Work required: Reproduce the opening lines of the records exactly, please, stopping after the line that contains "An engine whose".

*** Exercise materials ***

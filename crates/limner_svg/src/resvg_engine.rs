//! SvgEngine implementation backed by usvg and resvg
//!
//! usvg parses and simplifies the document; resvg rasterizes it with
//! tiny-skia into a premultiplied buffer that is then composited onto the
//! caller's `DrawContext`.

use std::ffi::OsStr;
use std::fs;
use std::path::Path;

use limner_core::{Affine2D, DrawContext, IntSize, Point, RasterImage, Rect};
use limner_paint::convert::{from_skia_rect, from_skia_transform, to_skia_color};
use tiny_skia::{Pixmap, Transform};
use tracing::{debug, warn};
use tracing_subscriber::EnvFilter;
use usvg::{roxmltree, Tree};

use crate::engine::SvgEngine;
use crate::options::{ImageRendering, RenderOptions, ShapeRendering, TextRendering};
use crate::status::Status;
use crate::view_box::ViewBox;

/// The usvg/resvg engine
///
/// Carries the option defaults every load starts from.
#[derive(Clone, Debug, Default)]
pub struct ResvgEngine {
    defaults: RenderOptions,
}

impl ResvgEngine {
    pub fn new() -> Self {
        Self::default()
    }

    /// An engine whose loads start from `defaults`
    ///
    /// The font family, languages and dpi are still derived per load.
    pub fn with_defaults(defaults: RenderOptions) -> Self {
        Self { defaults }
    }
}

/// A parsed document and the view box its root element declares
#[derive(Debug)]
pub struct ResvgTree {
    tree: Tree,
    view_box: ViewBox,
}

impl ResvgTree {
    /// Transform from user space back out of usvg's root coordinates
    fn user_space(&self) -> Transform {
        self.view_box
            .to_transform(self.tree.size())
            .invert()
            .unwrap_or_default()
    }
}

impl SvgEngine for ResvgEngine {
    type Tree = ResvgTree;

    fn init_log() {
        let filter = EnvFilter::try_from_default_env().unwrap_or_else(|_| EnvFilter::new("warn"));
        let installed = tracing_subscriber::fmt()
            .with_env_filter(filter)
            .with_writer(std::io::stderr)
            .try_init()
            .is_ok();
        if !installed {
            debug!("a global tracing subscriber is already installed");
        }
    }

    fn init_options(&self) -> RenderOptions {
        self.defaults.clone()
    }

    fn parse_tree_from_file(
        &self,
        path: &Path,
        options: &RenderOptions,
    ) -> Result<ResvgTree, Status> {
        if !has_svg_suffix(path) {
            return Err(Status::InvalidFileSuffix);
        }

        let data = fs::read(path).map_err(|e| {
            warn!("Failed to read '{}': {}", path.display(), e);
            Status::ParsingFailed
        })?;

        self.parse_tree_from_data(&data, options)
    }

    fn parse_tree_from_data(
        &self,
        data: &[u8],
        options: &RenderOptions,
    ) -> Result<ResvgTree, Status> {
        let mut opt = usvg::Options::default();
        apply_options(options, &mut opt);

        let tree = parse_document(data, &opt).map_err(|e| {
            debug!("usvg rejected document: {}", e);
            status_from_error(&e)
        })?;

        let size = tree.tree.size();
        debug!(
            "parsed SVG document {}x{}, view box {:?}",
            size.width(),
            size.height(),
            tree.view_box.rect
        );
        Ok(tree)
    }

    fn is_image_empty(&self, tree: &ResvgTree) -> bool {
        !has_content(tree.tree.root())
    }

    fn image_size(&self, tree: &ResvgTree) -> IntSize {
        let size = tree.tree.size();
        IntSize::new(size.width().ceil() as u32, size.height().ceil() as u32)
    }

    fn image_view_box(&self, tree: &ResvgTree) -> Rect {
        tree.view_box.rect
    }

    fn image_bbox(&self, tree: &ResvgTree) -> Option<Rect> {
        let root = tree.tree.root();
        if !has_content(root) {
            return None;
        }
        root.bounding_box()
            .transform(tree.user_space())
            .map(|bbox| from_skia_rect(&bbox))
    }

    fn node_exists(&self, tree: &ResvgTree, id: &str) -> bool {
        find_node(&tree.tree, id).is_some()
    }

    fn node_transform(&self, tree: &ResvgTree, id: &str) -> Option<Affine2D> {
        find_node(&tree.tree, id).map(|node| {
            let ts = tree.user_space().pre_concat(node.abs_transform());
            from_skia_transform(&ts)
        })
    }

    fn node_bbox(&self, tree: &ResvgTree, id: &str) -> Option<Rect> {
        find_node(&tree.tree, id).map(|node| from_skia_rect(&node.bounding_box()))
    }

    fn render_to_canvas(
        &self,
        tree: &ResvgTree,
        options: &RenderOptions,
        size: IntSize,
        ctx: &mut dyn DrawContext,
    ) {
        let Some(mut pixmap) = background_pixmap(options, size) else {
            return;
        };

        resvg::render(&tree.tree, fit_transform(&tree.tree, size), &mut pixmap.as_mut());
        composite(pixmap, size, ctx);
    }

    fn render_to_canvas_by_id(
        &self,
        tree: &ResvgTree,
        options: &RenderOptions,
        size: IntSize,
        id: &str,
        ctx: &mut dyn DrawContext,
    ) {
        let Some(node) = find_node(&tree.tree, id) else {
            warn!("no element with id '{}' to render", id);
            return;
        };
        let Some(mut pixmap) = background_pixmap(options, size) else {
            return;
        };

        let ts = fit_transform(&tree.tree, size);
        if resvg::render_node(node, ts, &mut pixmap.as_mut()).is_none() {
            debug!("element '{}' has nothing to render", id);
        }
        composite(pixmap, size, ctx);
    }
}

/// Parse like `Tree::from_data`, keeping the XML long enough to read the
/// root view box
fn parse_document(data: &[u8], opt: &usvg::Options) -> Result<ResvgTree, usvg::Error> {
    let inflated;
    let data = if data.starts_with(&[0x1f, 0x8b]) {
        inflated = usvg::decompress_svgz(data)?;
        inflated.as_slice()
    } else {
        data
    };

    let text = std::str::from_utf8(data).map_err(|_| usvg::Error::NotAnUtf8Str)?;
    let xml_opt = roxmltree::ParsingOptions {
        allow_dtd: true,
        ..Default::default()
    };
    let doc = roxmltree::Document::parse_with_options(text, xml_opt)
        .map_err(usvg::Error::ParsingFailed)?;

    let tree = Tree::from_xmltree(&doc, opt)?;
    let view_box = ViewBox::from_document(&doc, tree.size());
    Ok(ResvgTree { tree, view_box })
}

/// True if any descendant draws something
///
/// Groups alone do not count: usvg wraps non-trivial view boxes in a
/// group even when the document is empty.
fn has_content(group: &usvg::Group) -> bool {
    group.children().iter().any(|node| match node {
        usvg::Node::Group(group) => has_content(group),
        _ => true,
    })
}

fn has_svg_suffix(path: &Path) -> bool {
    path.extension()
        .and_then(OsStr::to_str)
        .map(|ext| ext.eq_ignore_ascii_case("svg") || ext.eq_ignore_ascii_case("svgz"))
        .unwrap_or(false)
}

fn find_node<'a>(tree: &'a Tree, id: &str) -> Option<&'a usvg::Node> {
    if id.is_empty() {
        return None;
    }
    tree.node_by_id(id)
}

fn status_from_error(err: &usvg::Error) -> Status {
    match err {
        usvg::Error::NotAnUtf8Str => Status::NotUtf8,
        usvg::Error::MalformedGZip => Status::MalformedGzip,
        usvg::Error::InvalidSize => Status::InvalidSize,
        _ => Status::ParsingFailed,
    }
}

/// Copy limner options onto usvg's
///
/// `keep_named_groups` has no usvg counterpart: usvg always keeps groups
/// that carry an id.
fn apply_options(options: &RenderOptions, opt: &mut usvg::Options) {
    opt.resources_dir = options
        .path
        .as_deref()
        .and_then(Path::parent)
        .map(Path::to_path_buf);
    opt.dpi = options.dpi;
    opt.font_family = options.font_family.clone();
    opt.font_size = options.font_size;
    opt.languages = options.languages.clone();
    opt.shape_rendering = match options.shape_rendering {
        ShapeRendering::OptimizeSpeed => usvg::ShapeRendering::OptimizeSpeed,
        ShapeRendering::CrispEdges => usvg::ShapeRendering::CrispEdges,
        ShapeRendering::GeometricPrecision => usvg::ShapeRendering::GeometricPrecision,
    };
    opt.text_rendering = match options.text_rendering {
        TextRendering::OptimizeSpeed => usvg::TextRendering::OptimizeSpeed,
        TextRendering::OptimizeLegibility => usvg::TextRendering::OptimizeLegibility,
        TextRendering::GeometricPrecision => usvg::TextRendering::GeometricPrecision,
    };
    opt.image_rendering = match options.image_rendering {
        ImageRendering::OptimizeQuality => usvg::ImageRendering::OptimizeQuality,
        ImageRendering::OptimizeSpeed => usvg::ImageRendering::OptimizeSpeed,
    };
}

/// A pixmap of `size`, pre-filled with the background when requested
fn background_pixmap(options: &RenderOptions, size: IntSize) -> Option<Pixmap> {
    let mut pixmap = Pixmap::new(size.width, size.height)?;
    if options.draw_background {
        pixmap.fill(to_skia_color(&options.background));
    }
    Some(pixmap)
}

/// Scale the document to fit `size` keeping aspect ratio, centered
fn fit_transform(tree: &Tree, size: IntSize) -> Transform {
    let svg_size = tree.size();
    let scale_x = size.width as f32 / svg_size.width();
    let scale_y = size.height as f32 / svg_size.height();
    let scale = scale_x.min(scale_y);

    let offset_x = (size.width as f32 - svg_size.width() * scale) / 2.0;
    let offset_y = (size.height as f32 - svg_size.height() * scale) / 2.0;

    Transform::from_scale(scale, scale).post_translate(offset_x, offset_y)
}

fn composite(pixmap: Pixmap, size: IntSize, ctx: &mut dyn DrawContext) {
    match RasterImage::from_vec(size, pixmap.take()) {
        Some(image) => ctx.draw_image(&image, Point::ZERO),
        None => warn!("rasterized buffer does not match {}x{}", size.width, size.height),
    }
}

#[cfg(test)]
mod tests {
    use super::*;
    use limner_core::{IntRect, RecordingContext};

    const SCENE: &str = r#"
        <svg xmlns="http://www.w3.org/2000/svg" width="100" height="100" viewBox="0 0 100 100">
            <rect id="box" x="10" y="20" width="30" height="40" fill="red"/>
            <g id="group" transform="translate(5 6)">
                <circle id="dot" cx="50" cy="50" r="10" fill="blue"/>
            </g>
        </svg>
    "#;

    const EMPTY: &str = r#"<svg xmlns="http://www.w3.org/2000/svg" width="24" height="24"/>"#;

    fn parse(svg: &str) -> ResvgTree {
        ResvgEngine::new()
            .parse_tree_from_data(svg.as_bytes(), &RenderOptions::default())
            .unwrap()
    }

    #[test]
    fn test_parse_reports_size() {
        let tree = parse(SCENE);
        assert_eq!(ResvgEngine::new().image_size(&tree), IntSize::new(100, 100));
        assert_eq!(ResvgEngine::new().image_view_box(&tree), Rect::new(0.0, 0.0, 100.0, 100.0));
        assert!(!ResvgEngine::new().is_image_empty(&tree));
    }

    #[test]
    fn test_empty_document() {
        let tree = parse(EMPTY);
        assert!(ResvgEngine::new().is_image_empty(&tree));
        assert_eq!(ResvgEngine::new().image_bbox(&tree), None);
    }

    #[test]
    fn test_garbage_is_parsing_failure() {
        let err = ResvgEngine::new()
            .parse_tree_from_data(b"definitely not svg", &RenderOptions::default())
            .unwrap_err();
        assert_eq!(err, Status::ParsingFailed);
    }

    #[test]
    fn test_invalid_utf8() {
        let err = ResvgEngine::new()
            .parse_tree_from_data(&[0x3c, 0xff, 0xfe, 0x3e], &RenderOptions::default())
            .unwrap_err();
        assert_eq!(err, Status::NotUtf8);
    }

    #[test]
    fn test_bad_gzip() {
        let err = ResvgEngine::new()
            .parse_tree_from_data(&[0x1f, 0x8b, 0x00, 0x01], &RenderOptions::default())
            .unwrap_err();
        assert_eq!(err, Status::MalformedGzip);
    }

    #[test]
    fn test_file_suffix_is_checked() {
        let err = ResvgEngine::new()
            .parse_tree_from_file(Path::new("drawing.png"), &RenderOptions::default())
            .unwrap_err();
        assert_eq!(err, Status::InvalidFileSuffix);
        assert!(has_svg_suffix(Path::new("a/b/Drawing.SVGZ")));
    }

    #[test]
    fn test_node_queries() {
        let tree = parse(SCENE);
        assert!(ResvgEngine::new().node_exists(&tree, "box"));
        assert!(!ResvgEngine::new().node_exists(&tree, "nope"));
        assert!(!ResvgEngine::new().node_exists(&tree, ""));

        let bbox = ResvgEngine::new().node_bbox(&tree, "box").unwrap();
        assert_eq!(bbox, Rect::new(10.0, 20.0, 30.0, 40.0));

        let ts = ResvgEngine::new().node_transform(&tree, "dot").unwrap();
        assert_eq!(ts, Affine2D::translation(5.0, 6.0));
    }

    #[test]
    fn test_view_box_differs_from_size() {
        let tree = parse(
            r#"<svg xmlns="http://www.w3.org/2000/svg" width="50" height="50" viewBox="10 20 100 100">
                <rect id="box" x="10" y="20" width="30" height="40"/>
                <g transform="translate(5 6)"><circle id="dot" cx="50" cy="50" r="10"/></g>
            </svg>"#,
        );
        let engine = ResvgEngine::new();

        assert_eq!(engine.image_size(&tree), IntSize::new(50, 50));
        assert_eq!(engine.image_view_box(&tree), Rect::new(10.0, 20.0, 100.0, 100.0));
        assert_eq!(engine.node_transform(&tree, "box"), Some(Affine2D::IDENTITY));
        assert_eq!(
            engine.node_transform(&tree, "dot"),
            Some(Affine2D::translation(5.0, 6.0))
        );

        let bbox = engine.image_bbox(&tree).unwrap();
        assert!((bbox.x() - 10.0).abs() < 1e-3);
        assert!((bbox.y() - 20.0).abs() < 1e-3);
        assert!((bbox.width() - 55.0).abs() < 1e-3);
        assert!((bbox.height() - 46.0).abs() < 1e-3);
    }

    #[test]
    fn test_groups_alone_are_empty() {
        let tree = parse(
            r#"<svg xmlns="http://www.w3.org/2000/svg" width="10" height="10" viewBox="0 0 100 100">
                <g id="outer"><g id="inner"/></g>
            </svg>"#,
        );
        assert!(ResvgEngine::new().is_image_empty(&tree));
    }

    #[test]
    fn test_render_to_canvas_draws_requested_size() {
        let tree = parse(SCENE);
        let mut ctx = RecordingContext::new(IntRect::ZERO);
        ResvgEngine::new().render_to_canvas(
            &tree,
            &RenderOptions::default(),
            IntSize::new(50, 50),
            &mut ctx,
        );

        let images: Vec<_> = ctx.images().collect();
        assert_eq!(images.len(), 1);
        assert_eq!(images[0].size(), IntSize::new(50, 50));
        assert!(!images[0].is_transparent());
    }

    #[test]
    fn test_render_draws_background() {
        let tree = parse(EMPTY);
        let options = RenderOptions {
            draw_background: true,
            ..Default::default()
        };
        let mut ctx = RecordingContext::new(IntRect::ZERO);
        ResvgEngine::new().render_to_canvas(&tree, &options, IntSize::new(4, 4), &mut ctx);

        let image = ctx.images().next().unwrap();
        assert_eq!(image.pixel(0, 0), Some([255, 255, 255, 255]));
    }

    #[test]
    fn test_render_by_unknown_id_draws_nothing() {
        let tree = parse(SCENE);
        let mut ctx = RecordingContext::new(IntRect::ZERO);
        ResvgEngine::new().render_to_canvas_by_id(
            &tree,
            &RenderOptions::default(),
            IntSize::new(10, 10),
            "nope",
            &mut ctx,
        );
        assert!(ctx.commands().is_empty());
    }

    #[test]
    fn test_render_zero_size_is_noop() {
        let tree = parse(SCENE);
        let mut ctx = RecordingContext::new(IntRect::ZERO);
        ResvgEngine::new().render_to_canvas(&tree, &RenderOptions::default(), IntSize::ZERO, &mut ctx);
        assert!(ctx.commands().is_empty());
    }
}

*** End of Exercise materials ***

Output of the task:
filename crates/limner_svg/src/resvg_engine.rs
//! SvgEngine implementation backed by usvg and resvg
//!
//! usvg parses and simplifies the document; resvg rasterizes it with
//! tiny-skia into a premultiplied buffer that is then composited onto the
//! caller's `DrawContext`.

use std::ffi::OsStr;
use std::fs;
use std::path::Path;

use limner_core::{Affine2D, DrawContext, IntSize, Point, RasterImage, Rect};
use limner_paint::convert::{from_skia_rect, from_skia_transform, to_skia_color};
use tiny_skia::{Pixmap, Transform};
use tracing::{debug, warn};
use tracing_subscriber::EnvFilter;
use usvg::{roxmltree, Tree};

use crate::engine::SvgEngine;
use crate::options::{ImageRendering, RenderOptions, ShapeRendering, TextRendering};
use crate::status::Status;
use crate::view_box::ViewBox;

/// The usvg/resvg engine
///
/// Carries the option defaults every load starts from.
#[derive(Clone, Debug, Default)]
pub struct ResvgEngine {
    defaults: RenderOptions,
}

impl ResvgEngine {
    pub fn new() -> Self {
        Self::default()
    }

    /// An engine whose loads start from `defaults`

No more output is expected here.